| First Author | Hao Q | Year | 2006 |
| Journal | Free Radic Biol Med | Volume | 41 |
| Issue | 2 | Pages | 302-10 |
| PubMed ID | 16814111 | Mgi Jnum | J:110419 |
| Mgi Id | MGI:3640213 | Doi | 10.1016/j.freeradbiomed.2006.04.011 |
| Citation | Hao Q, et al. (2006) Selective regulation of hydrogen peroxide signaling by receptor tyrosine phosphatase-alpha. Free Radic Biol Med 41(2):302-10 |
| abstractText | Reactive oxygen species (ROS) are constantly produced in the human body and are involved in the pathogenesis of aging, cardiovascular diseases, and cancer.
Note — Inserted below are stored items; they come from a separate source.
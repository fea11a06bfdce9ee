//! The static part of the display: headers, separators and blank rows that the
//! per-tick payloads are later written into.

use std::fmt::Write as _;

use crate::config::{Group, SessionConfig};

pub const SEPARATOR: &str = "---------------------------------------";
pub const MEMORY_HEADER: &str = "### Memory ### (Phys.Used/Tot -- Virtual Used/Tot)";
pub const USERS_HEADER: &str = "### Sessions/users ###";

/// Readings taken when the frame is drawn.
#[derive(Debug, Clone, Default)]
pub struct FrameInfo {
    /// Peak resident set of this process; `None` leaves the figure blank.
    pub peak_resident_kb: Option<u64>,
    /// Users logged in at frame time. Sizes the user section.
    pub users: u32,
    /// Pre-rendered system-information block.
    pub system_block: String,
}

pub fn render(config: &SessionConfig, info: &FrameInfo) -> String {
    let mode = config.mode();
    let mut out = String::new();
    // writing into a String cannot fail
    let _ = writeln!(
        out,
        "Nbr of samples: {} -- every {} secs",
        config.sample_count, config.interval_secs
    );
    match info.peak_resident_kb {
        Some(kb) => {
            let _ = writeln!(out, "Memory usage: {kb} kilobytes");
        }
        None => out.push('\n'),
    }
    line(&mut out, SEPARATOR);

    if mode.group != Group::UserOnly {
        line(&mut out, MEMORY_HEADER);
        blanks(&mut out, config.sample_count);
        line(&mut out, SEPARATOR);
    }
    if mode.group != Group::SystemOnly {
        line(&mut out, USERS_HEADER);
        blanks(&mut out, info.users);
        line(&mut out, SEPARATOR);
    }
    if mode.group != Group::UserOnly {
        blanks(&mut out, 2);
        if mode.graphical() {
            blanks(&mut out, config.sample_count);
        }
        line(&mut out, SEPARATOR);
    }

    out.push_str(&info.system_block);
    if !info.system_block.is_empty() && !info.system_block.ends_with('\n') {
        out.push('\n');
    }
    line(&mut out, SEPARATOR);
    out
}

fn line(out: &mut String, text: &str) {
    out.push_str(text);
    out.push('\n');
}

fn blanks(out: &mut String, n: u32) {
    for _ in 0..n {
        out.push('\n');
    }
}

#[cfg(test)]
mod tests {
    use super::*;

    #[test]
    fn user_only_frame_skips_system_sections() {
        let cfg = SessionConfig {
            sample_count: 3,
            show_user: true,
            ..SessionConfig::default()
        };
        let info = FrameInfo {
            peak_resident_kb: Some(100),
            users: 2,
            system_block: "### System Information ###\n".into(),
        };
        let text = render(&cfg, &info);
        assert!(!text.contains(MEMORY_HEADER));
        let lines: Vec<&str> = text.lines().collect();
        assert_eq!(lines[0], "Nbr of samples: 3 -- every 1 secs");
        assert_eq!(lines[1], "Memory usage: 100 kilobytes");
        assert_eq!(lines[3], USERS_HEADER);
        assert_eq!(lines[6], SEPARATOR);
        assert_eq!(lines[7], "### System Information ###");
    }
}
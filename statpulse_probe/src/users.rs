//! Logged-in sessions from the utmp database.

use crate::{error::ProbeError, types::UserSession};

/// Converts a fixed-size, NUL-padded C field into a `String`.
#[cfg(unix)]
pub(crate) fn c_field(raw: &[libc::c_char]) -> String {
    let bytes: Vec<u8> = raw
        .iter()
        .take_while(|&&c| c != 0)
        .map(|&c| c as u8)
        .collect();
    String::from_utf8_lossy(&bytes).into_owned()
}

#[cfg(target_os = "linux")]
fn utmp_present() -> bool {
    ["/var/run/utmp", "/run/utmp"]
        .iter()
        .any(|p| std::path::Path::new(p).exists())
}

#[cfg(all(unix, not(target_os = "linux")))]
fn utmp_present() -> bool {
    true
}

/// Every `USER_PROCESS` entry, in database order.
#[cfg(unix)]
pub fn logged_in() -> Result<Vec<UserSession>, ProbeError> {
    use std::sync::Mutex;

    // getutxent walks a process-global cursor.
    static UTMP: Mutex<()> = Mutex::new(());

    if !utmp_present() {
        return Err(ProbeError::Unavailable("utmp database"));
    }

    let _cursor = UTMP.lock().unwrap_or_else(|e| e.into_inner());
    let mut sessions = Vec::new();
    // SAFETY: access to the utmpx cursor is serialized by `UTMP`; each entry is copied
    // out before the next call invalidates it.
    unsafe {
        libc::setutxent();
        loop {
            let entry = libc::getutxent();
            if entry.is_null() {
                break;
            }
            let entry = &*entry;
            if entry.ut_type == libc::USER_PROCESS {
                sessions.push(UserSession {
                    name: c_field(&entry.ut_user),
                    terminal: c_field(&entry.ut_line),
                    host: c_field(&entry.ut_host),
                });
            }
        }
        libc::endutxent();
    }
    Ok(sessions)
}

#[cfg(not(unix))]
pub fn logged_in() -> Result<Vec<UserSession>, ProbeError> {
    Err(ProbeError::Unavailable("utmp database"))
}

#[cfg(all(test, unix))]
mod tests {
    use super::*;

    #[test]
    fn c_field_stops_at_nul() {
        let raw: Vec<libc::c_char> = b"pts/0\0\0garbage"
            .iter()
            .map(|&b| b as libc::c_char)
            .collect();
        assert_eq!(c_field(&raw), "pts/0");
    }

    #[test]
    fn c_field_without_terminator_uses_whole_buffer() {
        let raw: Vec<libc::c_char> = b"tty1".iter().map(|&b| b as libc::c_char).collect();
        assert_eq!(c_field(&raw), "tty1");
    }
}
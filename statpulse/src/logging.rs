//! Tracing setup. Stdout carries the display, so logs never go there.

use std::{fs::OpenOptions, sync::Mutex};

use anyhow::Context;
use tracing_subscriber::EnvFilter;

pub const LOG_ENV: &str = "STATPULSE_LOG";
pub const LOG_FILE_ENV: &str = "STATPULSE_LOG_FILE";

/// Filter from `STATPULSE_LOG`, then `RUST_LOG`, else `warn`. Output to stderr, or
/// appended to `STATPULSE_LOG_FILE` when set.
pub fn init() -> anyhow::Result<()> {
    let filter = EnvFilter::try_from_env(LOG_ENV)
        .or_else(|_| EnvFilter::try_from_default_env())
        .unwrap_or_else(|_| EnvFilter::new("warn"));

    let res = match std::env::var_os(LOG_FILE_ENV) {
        Some(path) => {
            let file = OpenOptions::new()
                .create(true)
                .append(true)
                .open(&path)
                .with_context(|| format!("opening log file {}", path.to_string_lossy()))?;
            tracing_subscriber::fmt()
                .with_env_filter(filter)
                .with_target(false)
                .with_ansi(false)
                .with_writer(Mutex::new(file))
                .try_init()
        }
        None => tracing_subscriber::fmt()
            .with_env_filter(filter)
            .with_target(false)
            .with_writer(std::io::stderr)
            .try_init(),
    };
    res.map_err(|e| anyhow::anyhow!(e))
}
//! Saved defaults: a small JSON file of session settings.
//! Stored under XDG config dir: $XDG_CONFIG_HOME/statpulse/settings.json
//! (fallback ~/.config/statpulse/settings.json)

use serde::{Deserialize, Serialize};
use std::{fs, io, path::PathBuf};
use tracing::warn;

use crate::config::SessionConfig;

#[derive(Debug, Clone, Serialize, Deserialize, Default, PartialEq, Eq)]
pub struct Settings {
    #[serde(default, skip_serializing_if = "Option::is_none")]
    pub samples: Option<u32>,
    #[serde(default, skip_serializing_if = "Option::is_none")]
    pub interval_secs: Option<u64>,
    #[serde(default)]
    pub system: bool,
    #[serde(default)]
    pub user: bool,
    #[serde(default)]
    pub graphics: bool,
    #[serde(default)]
    pub sequential: bool,
    #[serde(default)]
    pub version: u32,
}

impl From<&SessionConfig> for Settings {
    fn from(cfg: &SessionConfig) -> Self {
        Self {
            samples: Some(cfg.sample_count),
            interval_secs: Some(cfg.interval_secs),
            system: cfg.show_system,
            user: cfg.show_user,
            graphics: cfg.show_graphics,
            sequential: cfg.sequential,
            version: 1,
        }
    }
}

pub fn config_dir() -> PathBuf {
    if let Some(xdg) = std::env::var_os("XDG_CONFIG_HOME") {
        PathBuf::from(xdg).join("statpulse")
    } else {
        dirs_next::config_dir()
            .unwrap_or_else(|| PathBuf::from("."))
            .join("statpulse")
    }
}

pub fn settings_path() -> PathBuf {
    config_dir().join("settings.json")
}

/// Missing file means defaults; a malformed one is reported and ignored.
pub fn load_settings() -> Settings {
    let path = settings_path();
    match fs::read_to_string(&path) {
        Ok(s) => serde_json::from_str(&s).unwrap_or_else(|e| {
            warn!(path = %path.display(), "ignoring malformed settings file: {e}");
            Settings::default()
        }),
        Err(_) => Settings::default(),
    }
}

pub fn save_settings(s: &Settings) -> io::Result<()> {
    let path = settings_path();
    if let Some(parent) = path.parent() {
        fs::create_dir_all(parent)?;
    }
    let data = serde_json::to_vec_pretty(s).map_err(io::Error::other)?;
    fs::write(path, data)
}
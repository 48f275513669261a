//! Error taxonomy for the bridge.
//!
//! Only [`RelayError::Connection`] is fatal to a session worker: the owned
//! connection is unusable and the worker must be evicted. Every other kind
//! is scoped to one request. Timeout escalation (a worker that does not
//! acknowledge cancellation) is decided at the worker, not here.

use thiserror::Error;

use crate::events::RelayEvent;

/// Errors produced by the bridge.
#[derive(Clone, Debug, Error, PartialEq, Eq)]
pub enum RelayError {
    /// The owned connection is unusable; the worker must be evicted.
    #[error("agent connection failed: {0}")]
    Connection(String),

    /// A failure scoped to one request; the worker returns to ready.
    #[error("request failed: {0}")]
    Request(String),

    /// No progress from the agent within the configured window.
    #[error("no progress from agent within {timeout_ms} ms")]
    Timeout {
        /// The elapsed window in milliseconds.
        timeout_ms: u64,
    },

    /// A raw message could not be decoded; logged and skipped, never
    /// failing the request.
    #[error("malformed agent message: {0}")]
    Serialization(String),

    /// The session's spend budget is exhausted.
    #[error("session budget exceeded: {0}")]
    BudgetExceeded(String),
}

impl RelayError {
    /// Whether this error leaves the connection unusable.
    #[must_use]
    pub fn is_fatal(&self) -> bool {
        matches!(self, Self::Connection(_))
    }

    /// Whether the session remains usable after this error.
    #[must_use]
    pub fn is_recoverable(&self) -> bool {
        !self.is_fatal()
    }

    /// The user-visible outward event for this error.
    #[must_use]
    pub fn to_event(&self) -> RelayEvent {
        RelayEvent::Error {
            message: self.to_string(),
            recoverable: self.is_recoverable(),
        }
    }
}

impl From<serde_json::Error> for RelayError {
    fn from(err: serde_json::Error) -> Self {
        Self::Serialization(err.to_string())
    }
}
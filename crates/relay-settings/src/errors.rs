//! Settings error types.

use thiserror::Error;

/// Convenience alias for settings results.
pub type Result<T> = std::result::Result<T, SettingsError>;

/// Errors from loading or parsing settings.
#[derive(Debug, Error)]
pub enum SettingsError {
    /// The settings file could not be read.
    #[error("failed to read settings file: {0}")]
    Io(#[from] std::io::Error),

    /// The settings file is not valid JSON for the schema.
    #[error("failed to parse settings JSON: {0}")]
    Parse(#[from] serde_json::Error),
}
Emerging evidence indicates that oxidation and inhibition of protein tyrosine phosphatases (PTPs) are critical for ROS signal transduction. However, the role of individual PTPs in ROS signaling remains unclear. Here, we demonstrated that the receptor-like PTPalpha (RPTPalpha) was an effector of H(2)O(2), the most stable form of ROS. H(2)O(2) at nontoxic concentration rapidly induced the association of RPTPalpha with Src family kinases, platelet-derived growth factor receptor-beta, and protein kinase D in various cultured cells, although it markedly suppressed RPTPalpha phosphorylation on Tyr-789. We further identified that RPTPalpha selectively regulated the signal transduction pathways induced by H(2)O(2). Particularly, RPTPalpha was required for the activation of protein kinase D and for the modulation of p130Cas tyrosine phosphorylation in response to H(2)O(2.) In contrast, the H(2)O(2)-induced inactivation of Src family kinases and suppression of paxillin phosphorylation on Tyr-118 were both largely independent of RPTPalpha. Our findings indicate that H(2)O(2) signaling pathways are selectively regulated by RPTPalpha in cells, which may provide new insights into the functional regulation of ROS signal transduction by PTPs. |